Вовсе и не воровство то,
Милость это для кого – то
Даж благодарить нас будут от ворот до поворота.
Сделал радость я тем людям,
Потому я не осудим,
А китаец в нос бормочет: «Все равно побиты будем».
В этот раз все обошлось,
Солнце в небо поднялось,
Но к полудню то светило в тучи все оболоклось.
Так идут который день…
Уж идти Ивану лень.
Позабыв свою работу, ищет он то пень, то тень.
- Ох, идти мне не охота,
И замучила зевота,
Лучше б сгнил в темнице царской, чем совался за ворота.
Вот они к царю приходят,
В златы ворота заходят.
Бьют челом об пол дубовый, речи льстивые заводят.
А заморский ентот царь
Басурманский восударь
Курит толстую сигару – пеленой повисла хмарь.
Дым глаза гостям всем съел,
Но Иван перетерпел,
Хоть в душе рассвирепел он, лишь тихонько засопел.
Вань глядит окрест, палата
Для царя-то бедновата,
А у нашего царя–то даж ночной горшок из злата.
Да и что там у царя,
У любого батыря
Блещет серебро и злато отобранное зазря.
Просто так оно пылится
И ему не пригодится,
Но зато по тем брульянтам всем видать, что важна птица.
Но заморский восударь
Прогрессивный был он царь
Все злато в оборот пускал, а не в сундук ложил как встарь.

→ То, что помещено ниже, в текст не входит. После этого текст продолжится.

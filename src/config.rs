//! Portal configuration.
//!
//! Settings come from an optional JSON file (`CLINIC_CONFIG`) with per-field defaults, then
//! individual `CLINIC_*` environment variables override single fields. A missing or broken
//! file never stops startup; defaults are used instead.

use std::path::{Path, PathBuf};

use serde::{Deserialize, Serialize};
use tracing::{debug, warn};

/// Names of the collections the portal reads and writes.
#[derive(Clone, Serialize, Deserialize, Debug, PartialEq, Eq)]
pub struct CollectionNames {
    #[serde(default = "CollectionNames::default_users")]
    pub users: String,
    #[serde(default = "CollectionNames::default_patients")]
    pub patients: String,
    #[serde(default = "CollectionNames::default_appointments")]
    pub appointments: String,
    #[serde(default = "CollectionNames::default_medical_history")]
    pub medical_history: String,
}

impl CollectionNames {
    fn default_users() -> String { "users".to_string() }
    fn default_patients() -> String { "patients".to_string() }
    fn default_appointments() -> String { "appointments".to_string() }
    fn default_medical_history() -> String { "medical_history".to_string() }
}

impl Default for CollectionNames {
    fn default() -> Self {
        Self {
            users: Self::default_users(),
            patients: Self::default_patients(),
            appointments: Self::default_appointments(),
            medical_history: Self::default_medical_history(),
        }
    }
}

#[derive(Clone, Serialize, Deserialize, Debug, PartialEq, Eq)]
pub struct PortalConfig {
    /// File backing the session cache. `None` keeps the cache in memory only.
    #[serde(default)]
    pub cache_path: Option<PathBuf>,
    /// Key under which the last-known session is stored.
    #[serde(default = "PortalConfig::default_cache_key")]
    pub cache_key: String,
    #[serde(default)]
    pub collections: CollectionNames,
    /// Default `EnvFilter` directive when `RUST_LOG` is unset.
    #[serde(default = "PortalConfig::default_log_filter")]
    pub log_filter: String,
}

impl PortalConfig {
    fn default_cache_key() -> String { "hospital_user".to_string() }
    fn default_log_filter() -> String { "info".to_string() }

    /// Load settings from a JSON file. Missing or unparsable files yield defaults.
    pub fn load_or_default(path: impl AsRef<Path>) -> Self {
        let path = path.as_ref();
        match std::fs::read(path) {
            Ok(bytes) => match serde_json::from_slice::<PortalConfig>(&bytes) {
                Ok(cfg) => {
                    debug!(target: "clinic::config", "loaded config from '{}'", path.display());
                    cfg
                }
                Err(e) => {
                    warn!(target: "clinic::config", "ignoring unparsable config '{}': {}", path.display(), e);
                    Self::default()
                }
            },
            Err(_) => Self::default(),
        }
    }

    /// Build configuration from `CLINIC_CONFIG` plus per-field environment overrides.
    pub fn from_env() -> Self {
        Self::from_lookup(|k| std::env::var(k).ok())
    }

    pub(crate) fn from_lookup<F>(lookup: F) -> Self
    where
        F: Fn(&str) -> Option<String>,
    {
        let mut cfg = match lookup("CLINIC_CONFIG") {
            Some(p) if !p.trim().is_empty() => Self::load_or_default(p.trim()),
            _ => Self::default(),
        };
        if let Some(p) = lookup("CLINIC_CACHE_PATH").filter(|s| !s.trim().is_empty()) {
            cfg.cache_path = Some(PathBuf::from(p.trim()));
        }
        if let Some(k) = lookup("CLINIC_CACHE_KEY").filter(|s| !s.trim().is_empty()) {
            cfg.cache_key = k.trim().to_string();
        }
        if let Some(f) = lookup("CLINIC_LOG").filter(|s| !s.trim().is_empty()) {
            cfg.log_filter = f.trim().to_string();
        }
        cfg
    }
}

impl Default for PortalConfig {
    fn default() -> Self {
        Self {
            cache_path: None,
            cache_key: Self::default_cache_key(),
            collections: CollectionNames::default(),
            log_filter: Self::default_log_filter(),
        }
    }
}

Тут Иван подходит к трону,
Царь поправил чуть корону,
Отложил Шекспира томик, где сказуют про Верону.
Шут сидит меж сапогами,
Что ж что книжка вверх ногами,
Все согласны – царь начитан, даж козел качнет рогами.
Ваня заробел немножко,
А китаец у окошка
Смотрит, как по стенке вьется плеть душистого горошка.
А Иван к царю бочком,
Чуть прикинувшись сучком,
А Хун Ли меж тем скучает, но стоит себе молчком.
Тут Ванюша говорит,
Хоть и голос чуть хрипит,
Царь что очень де великий, что на нем весь свет стоит.
Что народ у него вольный,
Щедрый, добрый, хлебосольный,
Ваня этому свидетель – ходит всем вокруг довольный.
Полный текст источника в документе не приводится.